I’m finally setting up a DC coupled solar install on my garage this spring and my plan was to use a 2-3kwh bank of lead acid batteries that I have available until I give up on driving my LEAF, then part it out and replace the lead batteries with the LMO batteries. Your statement makes me reconsider using those modules in my garage, but I’ve been parking the car in the garage for the last 6 years and I only intend to charge them to 80ish%. For new stationary batteries LFP makes perfect sense, but how much more concerned should I be about a LMO pack that’s been well behaved for 11 years and an estimated 1500 cycles? LMO has a higher thermal runaway threshold than LMC, but not as high as LFP. Putting them in a metal container for various reasons would probably be worth while.
It’s probably fine. Just be sure to have active external balancing and charge/discharge shutdown on them. You don’t want to repeatedly overcharge a weak cell because the bulk pack voltage is within bounds.
I mean, we use spicy lithium chemistries (LiCoO2) in phones and stuff constantly, and they only rarely catch fire. Just treat them well and they’ll be fine. Don’t deep discharge them, don’t overcharge them, and don’t charge them below… oh, 45F would probably be my preference on those. Check the datasheet and add 5-10 degrees.
I honestly don’t think it matters. They won’t vent, unless they’re undergoing thermal runaway, at which point “a metal container” doesn’t mean anything to 20kWh of lithium going off, and at that point, no offense, your garage is a smoldering pile of rubble. Unless you’re going to put rapid flooding systems and such on the metal enclosure.

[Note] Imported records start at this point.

//! Filesystem helpers: path normalization, containment checks and tree copies.

use std::fs;
use std::io;
use std::path::{Component, Path, PathBuf};

use walkdir::WalkDir;

/// Lexically normalize a path, folding `.` and `..` without touching the filesystem.
pub fn normalize(path: &Path) -> PathBuf {
    let mut out = PathBuf::new();

    for component in path.components() {
        match component {
            Component::CurDir => {}
            Component::ParentDir => {
                // `..` never climbs above the root
                if !out.pop() && !out.has_root() {
                    out.push("..");
                }
            }
            other => out.push(other.as_os_str()),
        }
    }

    out
}

/// Resolve `path` against `base` unless it is already absolute, then normalize.
pub fn absolutize(path: &Path, base: &Path) -> PathBuf {
    if path.is_absolute() {
        normalize(path)
    } else {
        normalize(&base.join(path))
    }
}

/// Whether `target` is `directory` itself or lies somewhere below it.
///
/// Compares whole components, so `/app/dist2` is not within `/app/dist`.
pub fn is_within_directory(directory: &Path, target: &Path) -> bool {
    normalize(target).starts_with(normalize(directory))
}

/// Delete `dir` (ignoring failures) and create it again, empty.
pub fn recreate_dir(dir: &Path) -> io::Result<()> {
    if dir.exists() {
        if let Err(e) = fs::remove_dir_all(dir) {
            tracing::debug!("Ignoring cleanup failure for {}: {}", dir.display(), e);
        }
    }
    fs::create_dir_all(dir)
}

/// Recursively copy the contents of `src` into `dst`, overwriting existing files.
///
/// Symlinks are followed. When `dst` lies inside `src` it is skipped, so the
/// copy never walks into its own output. Returns the number of files copied.
pub fn copy_tree(src: &Path, dst: &Path) -> io::Result<usize> {
    let mut copied = 0;

    fs::create_dir_all(dst)?;

    let walker = WalkDir::new(src)
        .min_depth(1)
        .follow_links(true)
        .into_iter()
        .filter_entry(|e| !is_within_directory(dst, e.path()));

    for entry in walker {
        let entry = entry.map_err(io::Error::from)?;
        let relative = entry.path().strip_prefix(src).unwrap_or(entry.path());
        let target = dst.join(relative);

        if entry.file_type().is_dir() {
            fs::create_dir_all(&target)?;
        } else {
            if let Some(parent) = target.parent() {
                fs::create_dir_all(parent)?;
            }
            fs::copy(entry.path(), &target)?;
            copied += 1;
        }
    }

    Ok(copied)
}
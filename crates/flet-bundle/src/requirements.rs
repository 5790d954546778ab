//! Dependency manifest handling.
//!
//! The web runtime installs packages with micropip, so the desktop `flet` package
//! has to be swapped for `flet-pyodide` before the manifest ships in the archive.

use std::fs;
use std::io;
use std::path::Path;

use regex::Regex;

/// Manifest file name, both in the app directory and inside the archive.
pub const REQUIREMENTS_FILE: &str = "requirements.txt";

/// Core framework package, which cannot run in the browser.
pub const CORE_PACKAGE: &str = "flet";

/// Browser bridge package that replaces the core package.
pub const BRIDGE_PACKAGE: &str = "flet-pyodide";

/// An ordered list of requirement lines.
#[derive(Debug, Clone, Default, PartialEq, Eq)]
pub struct Requirements {
    lines: Vec<String>,
}

impl Requirements {
    /// Parse manifest text, one entry per line with trailing whitespace removed.
    pub fn parse(content: &str) -> Self {
        Self {
            lines: content.lines().map(|l| l.trim_end().to_string()).collect(),
        }
    }

    /// Load a manifest, treating a missing file as empty.
    pub fn load(path: &Path) -> io::Result<Self> {
        if !path.exists() {
            return Ok(Self::default());
        }
        Ok(Self::parse(&fs::read_to_string(path)?))
    }

    /// Rewrite the list for the browser runtime.
    ///
    /// Drops every line naming [`CORE_PACKAGE`] and appends [`BRIDGE_PACKAGE`]
    /// unless a line already names it. Other lines keep their order.
    pub fn merge_for_web(self) -> Self {
        let core = package_pattern(CORE_PACKAGE);

        let mut lines: Vec<String> = self
            .lines
            .into_iter()
            .filter(|line| !core.is_match(line))
            .collect();

        let bridge = package_pattern(BRIDGE_PACKAGE);
        if !lines.iter().any(|line| bridge.is_match(line)) {
            lines.push(BRIDGE_PACKAGE.to_string());
        }

        Self { lines }
    }

    /// Requirement lines in order.
    pub fn lines(&self) -> &[String] {
        &self.lines
    }

    pub fn len(&self) -> usize {
        self.lines.len()
    }

    pub fn is_empty(&self) -> bool {
        self.lines.is_empty()
    }

    /// Serialize as manifest text, each line terminated by `\n`.
    pub fn to_manifest(&self) -> String {
        self.lines.iter().map(|l| format!("{}\n", l)).collect()
    }
}

/// Matches `name` alone, or `name` followed by anything that cannot continue a
/// package name (`==`, `>=`, `[extra]`, whitespace...).
fn package_pattern(name: &str) -> Regex {
    Regex::new(&format!("^{}(?:$|[^a-z0-9-])", regex::escape(name)))
        .expect("escaped package name is a valid pattern")
}

#[cfg(test)]
mod tests {
    use super::*;
    use pretty_assertions::assert_eq;
    use tempfile::tempdir;

    #[test]
    fn empty_manifest_gets_bridge_only() {
        let merged = Requirements::default().merge_for_web();
        assert_eq!(merged.lines(), &["flet-pyodide".to_string()]);
        assert_eq!(merged.to_manifest(), "flet-pyodide\n");
    }

    #[test]
    fn drops_core_and_keeps_pinned_bridge() {
        let merged = Requirements::parse("flet==1.0\nflet-pyodide==2.0\n").merge_for_web();
        assert_eq!(merged.lines(), &["flet-pyodide==2.0".to_string()]);
    }

    #[test]
    fn drops_every_core_variant() {
        let merged =
            Requirements::parse("flet\nflet>=0.4\nflet[all]\nflet ==1\nrequests\n").merge_for_web();
        assert_eq!(merged.to_manifest(), "requests\nflet-pyodide\n");
    }

    #[test]
    fn keeps_similarly_named_packages() {
        // `_` cannot continue a name here, so `flet_fastapi` reads as `flet`
        let merged = Requirements::parse("flet-core\nflet2\nflet_fastapi\n").merge_for_web();
        assert_eq!(
            merged.to_manifest(),
            "flet-core\nflet2\nflet-pyodide\n"
        );
    }

    #[test]
    fn bridge_prefix_is_not_a_bridge_match() {
        let merged = Requirements::parse("flet-pyodide-extras").merge_for_web();
        assert_eq!(merged.to_manifest(), "flet-pyodide-extras\nflet-pyodide\n");
    }

    #[test]
    fn trims_trailing_whitespace() {
        let reqs = Requirements::parse("numpy   \r\npandas\t\n");
        assert_eq!(
            reqs.lines(),
            &["numpy".to_string(), "pandas".to_string()]
        );
    }

    #[test]
    fn loads_missing_file_as_empty() {
        let temp = tempdir().unwrap();
        let reqs = Requirements::load(&temp.path().join(REQUIREMENTS_FILE)).unwrap();
        assert!(reqs.is_empty());
    }

    #[test]
    fn loads_existing_file() {
        let temp = tempdir().unwrap();
        let path = temp.path().join(REQUIREMENTS_FILE);
        fs::write(&path, "flet\nhttpx==0.27\n").unwrap();

        let merged = Requirements::load(&path).unwrap().merge_for_web();

        assert_eq!(merged.to_manifest(), "httpx==0.27\nflet-pyodide\n");
    }
}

The substation battery that burned up 5-6 miles from me was LFP. Didn’t stop water from getting somewhere it shouldn’t have been and lighting the thing off, though at least the fumes vented weren’t too bad (I saw the monitoring reports - it really wasn’t anything to be concerned about).
That’s a good point, a good BMS is even more important on elderly modules.
True, but a phone or laptop that catches fire will burn itself out in a few minutes where, like you said a few dozen kilograms of self oxidizing lithium isn’t going to leave anything more than a miniature crater.
That was the biggest reason for a container, keeping things away that shouldn’t be around large batteries like water, children, and curious cats. I could just use plywood for those purposes though.
It’s important with any module. The main purpose of them is to catch and manage the variance in cells that happens over time. If some of your cells are weaker, they’ll (for a given amp-hour charge/discharge through the pack) be “fuller” when full, and “emptier” when empty. That’s stressful, and can lead to “exciting” failures, if the cell is being driven to 4.5, 4.6V when full. You want to make sure that your BMS will terminate charging on any cell overvoltage, and terminate discharging on any cell undervoltage. Ideally, for a pack this big, you’d also have data export so you can see the state of the pack over time - a weak cell will stand out in a bar graph of voltage at a given state of charge. You’ll also want balancing capability that works at lower voltages, if you can find it - some BMS units won’t balance until full, and if you’re planning to charge to 80%, that’s never going to hit. Though you can always manually bring the pack voltage up every now and then to balance it out.
A few very energetic minutes, that are more than enough energetic to light surroundings on fire.
An iPhone 15 battery is 3.3Ah - so, using the rule of thumb, twice the electrical capacity in runaway energy (6.6Ah @ 3.7V = ~25Wh). If that goes off in a minute, which isn’t unreasonable, that’s about 1500W for a minute - which will light surroundings on fire. Also open flame, if it’s venting and catches.
Yup. Keeping stuff off the batteries is fine, but it doesn’t need to be a runaway proof enclosure. Not that you can build one anyway at any reasonable cost.
I’ll keep an eye out for that feature when I’m shopping, but yeah worst manually should be fine. It’s going to have to be a pretty decent BMS anyway because there are 48 modules to track.
I already had this feature on my must have list because I want to identify the weak modules and remove them from the pack to make an overall more health pack even if it makes the pack smaller.